= WHAT THE EXERCISE ASKS =
Nothing but an exact copy of the records below counts as the answer.

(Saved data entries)

--------------------------------

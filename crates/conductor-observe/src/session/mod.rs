//! Per-session log files
//!
//! Layout:
//!
//! ```text
//! <root>/sessions/<command>/<YYYY-MM-DD>_<session-id>.log      first segment
//! <root>/sessions/<command>/<YYYY-MM-DD>_<session-id>.1.log    after one rotation
//! ```
//!
//! Records are queued per session and written by one background task per
//! session, so callers never wait on disk I/O. A session id reused on the
//! same day continues in its newest existing segment.

mod manager;
mod reader;
mod store;
mod writer;

pub use manager::{AppendOutcome, SessionManager, ShutdownReport};
pub use reader::{list_sessions, load_session, SessionListing};
pub use store::{FsSegmentStore, SegmentStore};

use chrono::{DateTime, NaiveDate, Utc};
use serde::Serialize;
use std::path::{Path, PathBuf};

use crate::id::SessionId;

/// State of one command invocation's session
#[derive(Debug, Clone, Serialize)]
pub struct Session {
    pub id: SessionId,
    pub command: String,
    pub created_at: DateTime<Utc>,
    /// Segment currently written to
    pub path: PathBuf,
    /// Bytes written to the current segment
    pub bytes: u64,
    pub rotation_count: u32,
    pub records_written: u64,
    pub records_dropped: u64,
    /// Flushed and marked terminal
    pub closed: bool,
}

impl Session {
    pub(crate) fn new(root: &Path, command: &str, id: SessionId) -> Self {
        let created_at = Utc::now();
        let path = segment_path(root, command, created_at.date_naive(), &id, 0);
        Self {
            id,
            command: command.to_string(),
            created_at,
            path,
            bytes: 0,
            rotation_count: 0,
            records_written: 0,
            records_dropped: 0,
            closed: false,
        }
    }

    pub fn date(&self) -> NaiveDate {
        self.created_at.date_naive()
    }
}

/// Directory holding every session of `command`
pub fn command_dir(root: &Path, command: &str) -> PathBuf {
    root.join("sessions").join(command)
}

/// Path of segment `segment` (0-based) of a session
pub fn segment_path(
    root: &Path,
    command: &str,
    date: NaiveDate,
    id: &SessionId,
    segment: u32,
) -> PathBuf {
    command_dir(root, command).join(segment_file_name(date, id, segment))
}

fn segment_file_name(date: NaiveDate, id: &SessionId, segment: u32) -> String {
    let date = date.format("%Y-%m-%d");
    match segment {
        0 => format!("{date}_{id}.log"),
        n => format!("{date}_{id}.{n}.log"),
    }
}

/// Split a segment file name into (date, session id, segment index)
pub(crate) fn parse_segment_file_name(name: &str) -> Option<(NaiveDate, SessionId, u32)> {
    let stem = name.strip_suffix(".log")?;
    let (date, rest) = stem.split_once('_')?;
    let date = NaiveDate::parse_from_str(date, "%Y-%m-%d").ok()?;
    let (id, segment) = match rest.rsplit_once('.') {
        Some((id, n)) if !n.is_empty() && n.chars().all(|c| c.is_ascii_digit()) => {
            (id, n.parse().ok()?)
        }
        _ => (rest, 0),
    };
    Some((date, SessionId::parse(id).ok()?, segment))
}

#[cfg(test)]
mod tests {
    use super::*;

    fn date() -> NaiveDate {
        NaiveDate::from_ymd_opt(2026, 1, 4).unwrap()
    }

    #[test]
    fn test_segment_paths() {
        let id = SessionId::parse("init").unwrap();
        let root = Path::new("/var/log/conductor");
        assert_eq!(
            segment_path(root, "deploy", date(), &id, 0),
            PathBuf::from("/var/log/conductor/sessions/deploy/2026-01-04_init.log")
        );
        assert_eq!(
            segment_path(root, "deploy", date(), &id, 2),
            PathBuf::from("/var/log/conductor/sessions/deploy/2026-01-04_init.2.log")
        );
    }

    #[test]
    fn test_parse_segment_names() {
        let (d, id, n) = parse_segment_file_name("2026-01-04_init.log").unwrap();
        assert_eq!((d, id.as_str(), n), (date(), "init", 0));

        let (_, id, n) = parse_segment_file_name("2026-01-04_init.3.log").unwrap();
        assert_eq!((id.as_str(), n), ("init", 3));

        let (_, id, n) = parse_segment_file_name("2026-01-04_build.v2.log").unwrap();
        assert_eq!((id.as_str(), n), ("build.v2", 0));

        assert!(parse_segment_file_name("notes.txt").is_none());
        assert!(parse_segment_file_name("yesterday_init.log").is_none());
    }
}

--------------------------------

= TASK RESPONSE =
filename crates/conductor-observe/src/session/mod.rs
//! Per-session log files
//!
//! Layout:
//!
//! ```text
//! <root>/sessions/<command>/<YYYY-MM-DD>_<session-id>.log      first segment
//! <root>/sessions/<command>/<YYYY-MM-DD>_<session-id>.1.log    after one rotation
//! ```
//!
//! Records are queued per session and written by one background task per
//! session, so callers never wait on disk I/O. A session id reused on the
//! same day continues in its newest existing segment.

mod manager;
mod reader;
mod store;
mod writer;

pub use manager::{AppendOutcome, SessionManager, ShutdownReport};
pub use reader::{list_sessions, load_session, SessionListing};
pub use store::{FsSegmentStore, SegmentStore};

use chrono::{DateTime, NaiveDate, Utc};
use serde::Serialize;
use std::path::{Path, PathBuf};

use crate::id::SessionId;

/// State of one command invocation's session
#[derive(Debug, Clone, Serialize)]
pub struct Session {
    pub id: SessionId,
    pub command: String,
    pub created_at: DateTime<Utc>,
    /// Segment currently written to
    pub path: PathBuf,
    /// Bytes written to the current segment
    pub bytes: u64,
    pub rotation_count: u32,
    pub records_written: u64,
    pub records_dropped: u64,
    /// Flushed and marked terminal
    pub closed: bool,
}

impl Session {
    pub(crate) fn new(root: &Path, command: &str, id: SessionId) -> Self {
        let created_at = Utc::now();
        let path = segment_path(root, command, created_at.date_naive(), &id, 0);
        Self {
            id,
            command: command.to_string(),
            created_at,
            path,
            bytes: 0,
            rotation_count: 0,
            records_written: 0,
            records_dropped: 0,
            closed: false,
        }
    }

    pub fn date(&self) -> NaiveDate {
        self.created_at.date_naive()
    }
}

/// Directory holding every session of `command`
pub fn command_dir(root: &Path, command: &str) -> PathBuf {
    root.join("sessions").join(command)
}

/// Path of segment `segment` (0-based) of a session
pub fn segment_path(
    root: &Path,
    command: &str,
    date: NaiveDate,
    id: &SessionId,
    segment: u32,
) -> PathBuf {
    command_dir(root, command).join(segment_file_name(date, id, segment))
}

fn segment_file_name(date: NaiveDate, id: &SessionId, segment: u32) -> String {
    let date = date.format("%Y-%m-%d");
    match segment {
        0 => format!("{date}_{id}.log"),
        n => format!("{date}_{id}.{n}.log"),
    }
}

/// Split a segment file name into (date, session id, segment index)
pub(crate) fn parse_segment_file_name(name: &str) -> Option<(NaiveDate, SessionId, u32)> {
    let stem = name.strip_suffix(".log")?;
    let (date, rest) = stem.split_once('_')?;
    let date = NaiveDate::parse_from_str(date, "%Y-%m-%d").ok()?;
    let (id, segment) = match rest.rsplit_once('.') {
        Some((id, n)) if !n.is_empty() && n.chars().all(|c| c.is_ascii_digit()) => {
            (id, n.parse().ok()?)
        }
        _ => (rest, 0),
    };
    Some((date, SessionId::parse(id).ok()?, segment))
}

#[cfg(test)]
mod tests {
    use super::*;

    fn date() -> NaiveDate {
        NaiveDate::from_ymd_opt(2026, 1, 4).unwrap()
    }

    #[test]
    fn test_segment_paths() {
        let id = SessionId::parse("init").unwrap();
        let root = Path::new("/var/log/conductor");
        assert_eq!(
            segment_path(root, "deploy", date(), &id, 0),
            PathBuf::from("/var/log/conductor/sessions/deploy/2026-01-04_init.log")
        );
        assert_eq!(
            segment_path(root, "deploy", date(), &id, 2),
            PathBuf::from("/var/log/conductor/sessions/deploy/2026-01-04_init.2.log")
        );
    }

    #[test]
    fn test_parse_segment_names() {
        let (d, id, n) = parse_segment_file_name("2026-01-04_init.log").unwrap();
        assert_eq!((d, id.as_str(), n), (date(), "init", 0));

        let (_, id, n) = parse_segment_file_name("2026-01-04_init.3.log").unwrap();
        assert_eq!((id.as_str(), n), ("init", 3));

        let (_, id, n) = parse_segment_file_name("2026-01-04_build.v2.log").unwrap();
        assert_eq!((id.as_str(), n), ("build.v2", 0));

        assert!(parse_segment_file_name("notes.txt").is_none());
        assert!(parse_segment_file_name("yesterday_init.log").is_none());
    }
}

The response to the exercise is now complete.